Also see examples/simple_tune.py for another example.

Fault tolerance

XGBoost-Ray leverages the stateful Ray actor model to enable fault tolerant training. There are currently two modes implemented.

Non-elastic training (warm restart)

When an actor or node dies, XGBoost-Ray will retain the state of the remaining actors. In non-elastic training, the failed actors will be replaced as soon as resources are available again. Only these actors will reload their parts of the data. Training will resume once all actors are ready for training again.

You can set this mode in the RayParams:

from xgboost_ray import RayParams

ray_params = RayParams(
    elastic_training=False,  # Use non-elastic training
    max_actor_restarts=2,    # How often are actors allowed to fail
)

Elastic training

In elastic training, XGBoost-Ray will continue training with fewer actors (and on fewer data) when a node or actor dies. The missing actors are staged in the background, and are reintegrated into training once they are back and loaded their data.
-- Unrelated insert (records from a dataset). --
//! Configuration Manager
//!
//! Central coordinator owning the layered configuration. Every mutation path
//! (file reload, programmatic rebuild, mutable-source commit) goes through
//! the same step: freeze the new state, diff it against the previous
//! snapshot, swap it in and fire the change when it is not empty.

use crate::config_change::{ConfigurationChange, ConfigurationChangeBuilder};
use crate::frozen::FrozenConfiguration;
use crate::listener::{ConfigEvent, ConfigEventManager};
use crate::mutable::{MutablePropertySource, TransactionId};
use crate::watch::{FileWatcher, FileWatcherConfig, SourceSignal, WatchHandle, WatchableSource};
use crate::{EventError, Result};

use arc_swap::ArcSwap;
use parking_lot::Mutex;
use std::path::PathBuf;
use std::sync::Arc;
use tessera_core::{
    CombinationPolicy, Configuration, ConfigurationContext, ConfigurationContextBuilder,
    EnvPropertySource, FilePropertySource, PropertyFilter, PropertySource,
};
use tokio::sync::{broadcast, mpsc};
use tokio::task::JoinHandle;
use tracing::{debug, error, info, warn};

/// Capacity of the channel between watchers and the reload task
const SIGNAL_BUFFER_SIZE: usize = 64;

/// Configuration manager builder
pub struct ConfigurationManagerBuilder {
    context: ConfigurationContextBuilder,
    files: Vec<FileWatcherConfig>,
    mutable: Option<Arc<MutablePropertySource>>,
    events: Option<ConfigEventManager>,
}

impl ConfigurationManagerBuilder {
    pub fn new() -> Self {
        Self {
            context: ConfigurationContext::builder(),
            files: Vec::new(),
            mutable: None,
            events: None,
        }
    }

    pub fn with_source(mut self, source: impl PropertySource + 'static) -> Self {
        self.context = self.context.add_source(source);
        self
    }

    pub fn with_shared_source(mut self, source: Arc<dyn PropertySource>) -> Self {
        self.context = self.context.add_shared_source(source);
        self
    }

    /// Add a file source, watched once watching is started
    pub fn with_file(self, path: impl Into<PathBuf>) -> Self {
        self.with_file_config(FileWatcherConfig::new(path))
    }

    pub fn with_file_config(mut self, config: FileWatcherConfig) -> Self {
        self.files.push(config);
        self
    }

    /// Add the process environment, optionally restricted to a prefix
    pub fn with_env(mut self, prefix: Option<&str>) -> Self {
        let source = match prefix {
            Some(prefix) => EnvPropertySource::with_prefix(prefix),
            None => EnvPropertySource::new(),
        };
        self.context = self.context.add_source(source);
        self
    }

    /// Add a transactional source for runtime overrides
    pub fn with_mutable_source(mut self, name: impl Into<String>) -> Self {
        let source = Arc::new(MutablePropertySource::new(name));
        self.context = self.context.add_shared_source(source.clone());
        self.mutable = Some(source);
        self
    }

    pub fn with_filter(mut self, filter: impl PropertyFilter + 'static) -> Self {
        self.context = self.context.add_filter(filter);
        self
    }

    pub fn with_policy(mut self, policy: impl CombinationPolicy + 'static) -> Self {
        self.context = self.context.with_policy(policy);
        self
    }

    /// Share an existing event manager instead of creating one
    pub fn with_event_manager(mut self, events: ConfigEventManager) -> Self {
        self.events = Some(events);
        self
    }

    /// Load file sources and take the initial snapshot
    pub fn build(self) -> Result<ConfigurationManager> {
        let mut context = self.context;
        let mut files = Vec::with_capacity(self.files.len());
        for watch in self.files {
            let source = Arc::new(FilePropertySource::new(watch.path.clone())?);
            info!(source = source.name(), "Loaded file source");
            context = context.add_shared_source(source.clone());
            files.push(WatchedFile { source, watch });
        }

        let config = Configuration::new(context.build());
        let snapshot = FrozenConfiguration::of(&config);
        debug!(properties = snapshot.properties().len(), "Initial configuration snapshot");

        Ok(ConfigurationManager {
            inner: Arc::new(ManagerInner {
                current: ArcSwap::from_pointee(config),
                snapshot: Mutex::new(snapshot),
                files,
                mutable: self.mutable,
                events: self.events.unwrap_or_default(),
                watch_handles: tokio::sync::Mutex::new(Vec::new()),
                processor: tokio::sync::Mutex::new(None),
            }),
        })
    }
}

impl Default for ConfigurationManagerBuilder {
    fn default() -> Self {
        Self::new()
    }
}

struct WatchedFile {
    source: Arc<FilePropertySource>,
    watch: FileWatcherConfig,
}

struct ManagerInner {
    /// Current configuration, read lock-free
    current: ArcSwap<Configuration>,
    /// Last published state; held while computing and publishing a change
    snapshot: Mutex<FrozenConfiguration>,
    files: Vec<WatchedFile>,
    mutable: Option<Arc<MutablePropertySource>>,
    events: ConfigEventManager,
    watch_handles: tokio::sync::Mutex<Vec<WatchHandle>>,
    processor: tokio::sync::Mutex<Option<JoinHandle<()>>>,
}

/// Central configuration manager.
///
/// Cheap to clone; clones share the same state.
#[derive(Clone)]
pub struct ConfigurationManager {
    inner: Arc<ManagerInner>,
}

impl ConfigurationManager {
    pub fn builder() -> ConfigurationManagerBuilder {
        ConfigurationManagerBuilder::new()
    }

    /// Current configuration
    pub fn config(&self) -> Configuration {
        Configuration::clone(&self.inner.current.load_full())
    }

    /// Last published snapshot
    pub fn snapshot(&self) -> FrozenConfiguration {
        self.inner.snapshot.lock().clone()
    }

    pub fn events(&self) -> &ConfigEventManager {
        &self.inner.events
    }

    /// Subscribe to all published events
    pub fn subscribe(&self) -> broadcast::Receiver<ConfigEvent> {
        self.inner.events.subscribe()
    }

    pub fn mutable_source(&self) -> Option<&Arc<MutablePropertySource>> {
        self.inner.mutable.as_ref()
    }

    /// Re-read all file sources and publish the resulting change.
    ///
    /// A file that fails to parse keeps its previous content.
    pub fn reload(&self) -> ConfigurationChange {
        for file in &self.inner.files {
            reload_file(&file.source);
        }
        let context = self.inner.current.load().context().to_builder().build();
        self.publish(context, None)
    }

    /// Reload one named source and publish the resulting change
    pub fn reload_source(&self, name: &str) -> ConfigurationChange {
        match self.inner.files.iter().find(|f| f.source.name() == name) {
            Some(file) => reload_file(&file.source),
            None => debug!("No reloadable source named {}", name),
        }
        let context = self.inner.current.load().context().to_builder().build();
        self.publish(context, None)
    }

    /// Rebuild the context programmatically and publish the resulting change
    pub fn apply<F>(&self, update: F) -> ConfigurationChange
    where
        F: FnOnce(ConfigurationContextBuilder) -> ConfigurationContextBuilder,
    {
        let builder = self.inner.current.load().context().to_builder();
        self.publish(update(builder).build(), None)
    }

    pub fn start_transaction(&self) -> Result<TransactionId> {
        Ok(self.mutable()?.start_transaction())
    }

    pub fn put(&self, tx: TransactionId, key: impl Into<String>, value: impl Into<String>) -> Result<()> {
        self.mutable()?.put(tx, key, value)
    }

    pub fn remove(&self, tx: TransactionId, key: impl Into<String>) -> Result<()> {
        self.mutable()?.remove(tx, key)
    }

    pub fn rollback(&self, tx: TransactionId) -> Result<bool> {
        Ok(self.mutable()?.rollback(tx))
    }

    /// Commit a transaction of the mutable source.
    ///
    /// Fires the source change, then the configuration change; both carry
    /// the transaction id.
    pub fn commit(&self, tx: TransactionId) -> Result<ConfigurationChange> {
        let source_change = self.mutable()?.commit(tx)?;
        self.inner.events.fire(source_change);

        let context = self.inner.current.load().context().to_builder().build();
        Ok(self.publish(context, Some(tx.to_string())))
    }

    /// Set a single runtime override
    pub fn set(&self, key: impl Into<String>, value: impl Into<String>) -> Result<ConfigurationChange> {
        let tx = self.start_transaction()?;
        self.put(tx, key, value)?;
        self.commit(tx)
    }

    /// Start file watchers; a change of a watched file reloads that source
    pub async fn start_watching(&self) -> Result<()> {
        let mut processor = self.inner.processor.lock().await;
        if processor.is_some() {
            debug!("Configuration watching already started");
            return Ok(());
        }

        let (tx, mut rx) = mpsc::channel::<SourceSignal>(SIGNAL_BUFFER_SIZE);

        let mut handles = self.inner.watch_handles.lock().await;
        for file in &self.inner.files {
            let watcher = FileWatcher::new(file.source.name(), file.watch.clone());
            match watcher.watch(tx.clone()).await {
                Ok(handle) => {
                    info!("Started watching {} source", watcher.source_name());
                    handles.push(handle);
                }
                Err(e) => {
                    error!("Failed to start watching {} source: {e}", watcher.source_name());
                }
            }
        }
        // Only the watchers hold senders; the task ends when they stop
        drop(tx);

        let manager = self.clone();
        *processor = Some(tokio::spawn(async move {
            while let Some(signal) = rx.recv().await {
                debug!("Received source signal: {:?}", signal);
                let change = manager.reload_source(&signal.source_name);
                if !change.is_empty() {
                    info!(
                        source = %signal.source_name,
                        changes = change.len(),
                        "Configuration reloaded"
                    );
                }
            }
        }));

        Ok(())
    }

    /// Stop all watchers and the reload task
    pub async fn stop_watching(&self) {
        let mut processor = self.inner.processor.lock().await;
        let mut handles = self.inner.watch_handles.lock().await;
        for handle in handles.drain(..) {
            handle.stop().await;
        }
        if let Some(processor) = processor.take() {
            let _ = processor.await;
        }
    }

    fn mutable(&self) -> Result<&MutablePropertySource> {
        self.inner
            .mutable
            .as_deref()
            .ok_or(EventError::NoMutableSource)
    }

    /// Diff `context` against the last snapshot, swap it in and fire
    fn publish(&self, context: ConfigurationContext, transaction_id: Option<String>) -> ConfigurationChange {
        let config = Configuration::new(context);
        let mut snapshot = self.inner.snapshot.lock();

        let current = FrozenConfiguration::of(&config);
        let mut builder = ConfigurationChangeBuilder::from_frozen(snapshot.clone()).compare_frozen(&current);
        if let Some(tx) = transaction_id {
            builder = builder.with_transaction_id(tx);
        }
        let change = builder.build();

        self.inner.current.store(Arc::new(config));
        *snapshot = current;
        drop(snapshot);

        if !change.is_empty() {
            debug!(
                version = change.version(),
                changes = change.len(),
                "Publishing configuration change"
            );
            self.inner.events.fire(change.clone());
        }
        change
    }
}

fn reload_file(source: &FilePropertySource) {
    match source.reload() {
        Ok(true) => debug!("Reloaded {}", source.name()),
        Ok(false) => {}
        Err(e) => warn!("Failed to reload config from {}: {e}", source.name()),
    }
}

impl std::fmt::Debug for ConfigurationManager {
    fn fmt(&self, f: &mut std::fmt::Formatter<'_>) -> std::fmt::Result {
        f.debug_struct("ConfigurationManager")
            .field("sources", &self.inner.current.load().context().sources().len())
            .field("files", &self.inner.files.len())
            .field("has_mutable_source", &self.inner.mutable.is_some())
            .field("events", &self.inner.events)
            .finish()
    }
}
//! Change sets of a whole configuration

use crate::change::{ChangeSet, delegate_change_set};
use crate::frozen::FrozenConfiguration;

use serde::{Deserialize, Serialize};
use std::collections::BTreeMap;
use tessera_core::Configuration;
use time::OffsetDateTime;
use uuid::Uuid;

/// Changes between two states of a configuration
#[derive(Debug, Clone, Serialize, Deserialize)]
pub struct ConfigurationChange {
    /// Snapshot of the configuration before the change
    configuration: FrozenConfiguration,
    changes: ChangeSet,
    version: String,
    #[serde(with = "time::serde::rfc3339")]
    timestamp: OffsetDateTime,
    #[serde(default, skip_serializing_if = "Option::is_none")]
    transaction_id: Option<String>,
}

delegate_change_set!(ConfigurationChange);

impl ConfigurationChange {
    pub fn builder(config: &Configuration) -> ConfigurationChangeBuilder {
        ConfigurationChangeBuilder::of(config)
    }

    /// Change without any entry
    pub fn empty(config: &Configuration) -> Self {
        ConfigurationChangeBuilder::of(config).build()
    }

    pub fn configuration(&self) -> &FrozenConfiguration {
        &self.configuration
    }

    pub fn version(&self) -> &str {
        &self.version
    }

    pub fn timestamp(&self) -> OffsetDateTime {
        self.timestamp
    }

    pub fn transaction_id(&self) -> Option<&str> {
        self.transaction_id.as_deref()
    }
}

/// Builder computing a [`ConfigurationChange`]
#[derive(Debug, Clone)]
pub struct ConfigurationChangeBuilder {
    configuration: FrozenConfiguration,
    changes: ChangeSet,
    version: Option<String>,
    timestamp: Option<OffsetDateTime>,
    transaction_id: Option<String>,
}

impl ConfigurationChangeBuilder {
    /// Start from the current state of `config`
    pub fn of(config: &Configuration) -> Self {
        Self::from_frozen(FrozenConfiguration::of(config))
    }

    pub fn from_frozen(configuration: FrozenConfiguration) -> Self {
        Self {
            configuration,
            changes: ChangeSet::new(),
            version: None,
            timestamp: None,
            transaction_id: None,
        }
    }

    /// Record the delta between the frozen state and `new_config`
    pub fn compare(self, new_config: &Configuration) -> Self {
        let new = new_config.properties();
        self.compare_with(&new)
    }

    /// Record the delta between the frozen state and another snapshot
    pub fn compare_frozen(self, new: &FrozenConfiguration) -> Self {
        self.compare_with(new.properties())
    }

    fn compare_with(mut self, new: &BTreeMap<String, String>) -> Self {
        self.changes
            .extend(ChangeSet::between(self.configuration.properties(), new));
        self
    }

    /// Record the delta between two explicit snapshots
    pub fn compare_maps(mut self, old: &BTreeMap<String, String>, new: &BTreeMap<String, String>) -> Self {
        self.changes.extend(ChangeSet::between(old, new));
        self
    }

    pub fn add_change(mut self, key: &str, old_value: Option<String>, new_value: Option<String>) -> Self {
        self.changes.record(key, old_value, new_value);
        self
    }

    /// Mark keys as removed; keys unknown to the frozen state are ignored
    pub fn remove_keys<I, K>(mut self, keys: I) -> Self
    where
        I: IntoIterator<Item = K>,
        K: AsRef<str>,
    {
        for key in keys {
            let key = key.as_ref();
            if let Some(old) = self.configuration.get(key) {
                let old = old.to_string();
                self.changes.record(key, Some(old), None);
            }
        }
        self
    }

    pub fn put_all<K, V>(mut self, values: impl IntoIterator<Item = (K, V)>) -> Self
    where
        K: AsRef<str>,
        V: Into<String>,
    {
        for (key, value) in values {
            let key = key.as_ref();
            let old = self.configuration.get(key).map(str::to_string);
            self.changes.record(key, old, Some(value.into()));
        }
        self
    }

    pub fn with_version(mut self, version: impl Into<String>) -> Self {
        self.version = Some(version.into());
        self
    }

    pub fn with_timestamp(mut self, timestamp: OffsetDateTime) -> Self {
        self.timestamp = Some(timestamp);
        self
    }

    pub fn with_transaction_id(mut self, transaction_id: impl Into<String>) -> Self {
        self.transaction_id = Some(transaction_id.into());
        self
    }

    pub fn build(self) -> ConfigurationChange {
        ConfigurationChange {
            configuration: self.configuration,
            changes: self.changes,
            version: self.version.unwrap_or_else(|| Uuid::new_v4().to_string()),
            timestamp: self.timestamp.unwrap_or_else(OffsetDateTime::now_utc),
            transaction_id: self.transaction_id,
        }
    }
}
This mode will train on fewer data for a period of time, which can impact accuracy. In practice, we found these effects to be minor, especially for large shuffled datasets. The immediate benefit is that training time is reduced significantly to almost the same level as if no actors died. Thus, especially when data loading takes a large part of the total training time, this setting can dramatically speed up training times for large distributed jobs.

You can configure this mode in the RayParams:

from xgboost_ray import RayParams

ray_params = RayParams(
    elastic_training=True,  # Use elastic training
    max_failed_actors=3,    # Only allow at most 3 actors to die at the same time
    max_actor_restarts=2,   # How often are actors allowed to fail
)

Resources

By default, XGBoost-Ray tries to determine the number of CPUs available and distributes them evenly across actors.
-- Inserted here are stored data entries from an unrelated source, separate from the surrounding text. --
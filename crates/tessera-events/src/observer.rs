//! Periodic change detection
//!
//! The observer re-evaluates a configuration on a fixed period, compares it
//! to the last snapshot and fires a [`ConfigurationChange`] when they differ.
//! This covers sources that cannot push notifications themselves.

use crate::config_change::{ConfigurationChange, ConfigurationChangeBuilder};
use crate::frozen::FrozenConfiguration;
use crate::listener::ConfigEventManager;
use crate::watch::WatchHandle;
use crate::{EventError, Result};

use parking_lot::Mutex;
use std::sync::Arc;
use std::time::Duration;
use tessera_core::Configuration;
use tokio::sync::oneshot;
use tokio::time::MissedTickBehavior;
use tracing::{debug, info};

/// Settings of a [`ChangeObserver`]
#[derive(Debug, Clone)]
pub struct ObserverConfig {
    /// Time between two checks
    pub period: Duration,
}

impl Default for ObserverConfig {
    fn default() -> Self {
        Self {
            period: Duration::from_secs(2),
        }
    }
}

impl ObserverConfig {
    pub fn with_period(mut self, period: Duration) -> Self {
        self.period = period;
        self
    }
}

type ConfigSupplier = dyn Fn() -> Configuration + Send + Sync;

/// Polls a configuration and publishes its changes
pub struct ChangeObserver {
    supplier: Arc<ConfigSupplier>,
    events: ConfigEventManager,
    last: Mutex<FrozenConfiguration>,
    config: ObserverConfig,
}

impl ChangeObserver {
    /// Create an observer; the first snapshot is taken immediately
    pub fn new<F>(supplier: F, events: ConfigEventManager, config: ObserverConfig) -> Self
    where
        F: Fn() -> Configuration + Send + Sync + 'static,
    {
        let last = FrozenConfiguration::of(&supplier());
        Self {
            supplier: Arc::new(supplier),
            events,
            last: Mutex::new(last),
            config,
        }
    }

    pub fn config(&self) -> &ObserverConfig {
        &self.config
    }

    /// Snapshot taken by the last check
    pub fn last_snapshot(&self) -> FrozenConfiguration {
        self.last.lock().clone()
    }

    /// Compare now and fire when something changed
    pub fn check_now(&self) -> Option<ConfigurationChange> {
        let current = FrozenConfiguration::of(&(self.supplier)());

        let change = {
            let mut last = self.last.lock();
            if *last == current {
                return None;
            }
            let previous = std::mem::replace(&mut *last, current.clone());
            ConfigurationChangeBuilder::from_frozen(previous)
                .compare_frozen(&current)
                .build()
        };

        debug!(changes = change.len(), "Observer detected configuration change");
        self.events.fire(change.clone());
        Some(change)
    }

    /// Run periodic checks on the current tokio runtime.
    ///
    /// Fails with [`EventError::NoRuntime`] when called outside a runtime.
    pub fn start(self: &Arc<Self>) -> Result<WatchHandle> {
        let runtime = tokio::runtime::Handle::try_current()
            .map_err(|e| EventError::NoRuntime(e.to_string()))?;
        let observer = Arc::clone(self);
        let (shutdown_tx, mut shutdown_rx) = oneshot::channel();

        let handle = runtime.spawn(async move {
            let mut interval = tokio::time::interval(observer.config.period);
            interval.set_missed_tick_behavior(MissedTickBehavior::Delay);
            // The first tick completes immediately
            interval.tick().await;

            info!(period = ?observer.config.period, "Started configuration observer");
            loop {
                tokio::select! {
                    _ = &mut shutdown_rx => {
                        info!("Configuration observer shutting down");
                        break;
                    }
                    _ = interval.tick() => {
                        observer.check_now();
                    }
                }
            }
        });

        Ok(WatchHandle::new(handle, shutdown_tx))
    }
}

impl std::fmt::Debug for ChangeObserver {
    fn fmt(&self, f: &mut std::fmt::Formatter<'_>) -> std::fmt::Result {
        f.debug_struct("ChangeObserver")
            .field("config", &self.config)
            .field("events", &self.events)
            .finish()
    }
}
In the case of very large clusters or clusters with many different machine sizes, it makes sense to limit the number of CPUs per actor by setting the cpus_per_actor argument. Consider always setting this explicitly.
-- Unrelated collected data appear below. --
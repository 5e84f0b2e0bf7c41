//! Unified configuration lookup
//!
//! A [`Configuration`] evaluates its context on every call, so sources with
//! interior mutability (files being reloaded, mutable sources) are visible
//! without rebuilding. Freeze a configuration to get a stable snapshot.

use crate::bind::Node;
use crate::context::ConfigurationContext;
use crate::convert::{FromProperty, PropertyConverter};
use crate::filter::apply_filters;
use crate::value::PropertyValue;
use crate::{ConfigError, Result};

use serde::de::DeserializeOwned;
use std::collections::BTreeMap;
use std::sync::Arc;

/// Prefix of keys reserved for metadata; never exported by `properties()`
pub const METADATA_PREFIX: char = '_';

/// Layered view over the sources of a [`ConfigurationContext`]
#[derive(Debug, Clone)]
pub struct Configuration {
    context: Arc<ConfigurationContext>,
}

impl Configuration {
    pub fn new(context: ConfigurationContext) -> Self {
        Self {
            context: Arc::new(context),
        }
    }

    /// Configuration without any source
    pub fn empty() -> Self {
        Self::new(ConfigurationContext::empty())
    }

    pub fn context(&self) -> &ConfigurationContext {
        &self.context
    }

    /// Evaluate a single key through all sources, the policy and the filters
    pub fn get_value(&self, key: &str) -> Option<PropertyValue> {
        let policy = self.context.policy();
        let combined = self
            .context
            .sources()
            .iter()
            .filter_map(|source| source.get(key))
            .fold(None, |current, candidate| policy.combine(current, candidate))?;

        apply_filters(self.context.filters(), combined, true)
    }

    pub fn get(&self, key: &str) -> Option<String> {
        self.get_value(key).map(PropertyValue::into_value)
    }

    pub fn get_or(&self, key: &str, default: impl Into<String>) -> String {
        self.get(key).unwrap_or_else(|| default.into())
    }

    /// Value for a key that must be present
    pub fn require(&self, key: &str) -> Result<String> {
        self.get(key).ok_or_else(|| ConfigError::missing(key))
    }

    /// Typed lookup; `Ok(None)` when the key is absent
    pub fn get_as<T: FromProperty>(&self, key: &str) -> Result<Option<T>> {
        self.get_value(key)
            .map(|value| T::from_property(&value))
            .transpose()
    }

    /// Typed lookup falling back to `default` when the key is absent
    pub fn get_or_default_as<T: FromProperty>(&self, key: &str, default: T) -> Result<T> {
        Ok(self.get_as(key)?.unwrap_or(default))
    }

    pub fn require_as<T: FromProperty>(&self, key: &str) -> Result<T> {
        self.get_as(key)?.ok_or_else(|| ConfigError::missing(key))
    }

    /// Lookup with an explicit converter
    pub fn get_with<T>(&self, key: &str, converter: &dyn PropertyConverter<T>) -> Result<Option<T>> {
        self.get_value(key)
            .map(|value| converter.convert(&value))
            .transpose()
    }

    /// All properties with their provenance.
    ///
    /// Only scannable sources contribute. Metadata keys (leading `_`) are
    /// excluded.
    pub fn property_values(&self) -> BTreeMap<String, PropertyValue> {
        let policy = self.context.policy();
        let mut merged: BTreeMap<String, PropertyValue> = BTreeMap::new();

        for source in self.context.sources().iter().filter(|s| s.is_scannable()) {
            for (key, candidate) in source.properties() {
                let current = merged.remove(&key);
                if let Some(combined) = policy.combine(current, candidate) {
                    merged.insert(key, combined);
                }
            }
        }

        merged
            .into_iter()
            .filter(|(key, _)| !key.starts_with(METADATA_PREFIX))
            .filter_map(|(key, value)| {
                apply_filters(self.context.filters(), value, false).map(|value| (key, value))
            })
            .collect()
    }

    pub fn properties(&self) -> BTreeMap<String, String> {
        self.property_values()
            .into_iter()
            .map(|(key, value)| (key, value.into_value()))
            .collect()
    }

    /// Apply an operator producing a derived configuration
    pub fn with<F>(&self, operator: F) -> Configuration
    where
        F: FnOnce(&Configuration) -> Configuration,
    {
        operator(self)
    }

    /// Run a query against this configuration
    pub fn query<T, F>(&self, query: F) -> T
    where
        F: FnOnce(&Configuration) -> T,
    {
        query(self)
    }

    /// Bind the keys under `section` into `T`.
    ///
    /// An empty section binds the whole configuration.
    pub fn bind<T: DeserializeOwned>(&self, section: &str) -> Result<T> {
        let section = section.trim_end_matches('.');
        let properties = self.properties().into_iter().filter_map(|(key, value)| {
            if section.is_empty() {
                return Some((key, value));
            }
            key.strip_prefix(section)
                .and_then(|rest| rest.strip_prefix('.'))
                .map(|rest| (rest.to_string(), value))
        });

        Node::from_flat(properties)
            .deserialize_into()
            .map_err(|e| ConfigError::binding(section, e.to_string()))
    }
}

impl Default for Configuration {
    fn default() -> Self {
        Self::empty()
    }
}

impl From<ConfigurationContext> for Configuration {
    fn from(context: ConfigurationContext) -> Self {
        Self::new(context)
    }
}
The number of XGBoost actors always has to be set manually with the num_actors argument.

Multi GPU training

XGBoost-Ray enables multi GPU training. The XGBoost core backend will automatically leverage NCCL2 for cross-device communication. All you have to do is to start one actor per GPU and set XGBoost's tree_method to a GPU-compatible option, eg. gpu_hist (see XGBoost documentation for more details.)

For instance, if you have 2 machines with 4 GPUs each, you will want to start 8 remote actors, and set gpus_per_actor=1. There is usually no benefit in allocating less (e.g. 0.5) or more than one GPU per actor.

You should divide the CPUs evenly across actors per machine, so if your machines have 16 CPUs in addition to the 4 GPUs, each actor should have 4 CPUs to use.

from xgboost_ray import RayParams

ray_params = RayParams(
    num_actors=8,
    gpus_per_actor=1,
    cpus_per_actor=4,   # Divide evenly across actors per machine
)

How many remote actors should I use?

This depends on your workload and your cluster setup. Generally there is no inherent benefit of running more than one remote actor per node for CPU-only training. This is because XGBoost core can already leverage multiple CPUs via threading.

However, there are some cases when you should consider starting more than one actor per node:

  • For multi GPU training, each GPU should have a separate remote actor. Thus, if your machine has 24 CPUs and 4 GPUs, you will want to start 4 remote actors with 6 CPUs and 1 GPU each
  • In a heterogeneous cluster, you might want to find the greatest common divisor for the number of CPUs. E.g. for a cluster with three nodes of 4, 8, and 12 CPUs, respectively, you should set the number of actors to 6 and the CPUs per actor to 4.

Distributed data loading

XGBoost-Ray can leverage both centralized and distributed data loading.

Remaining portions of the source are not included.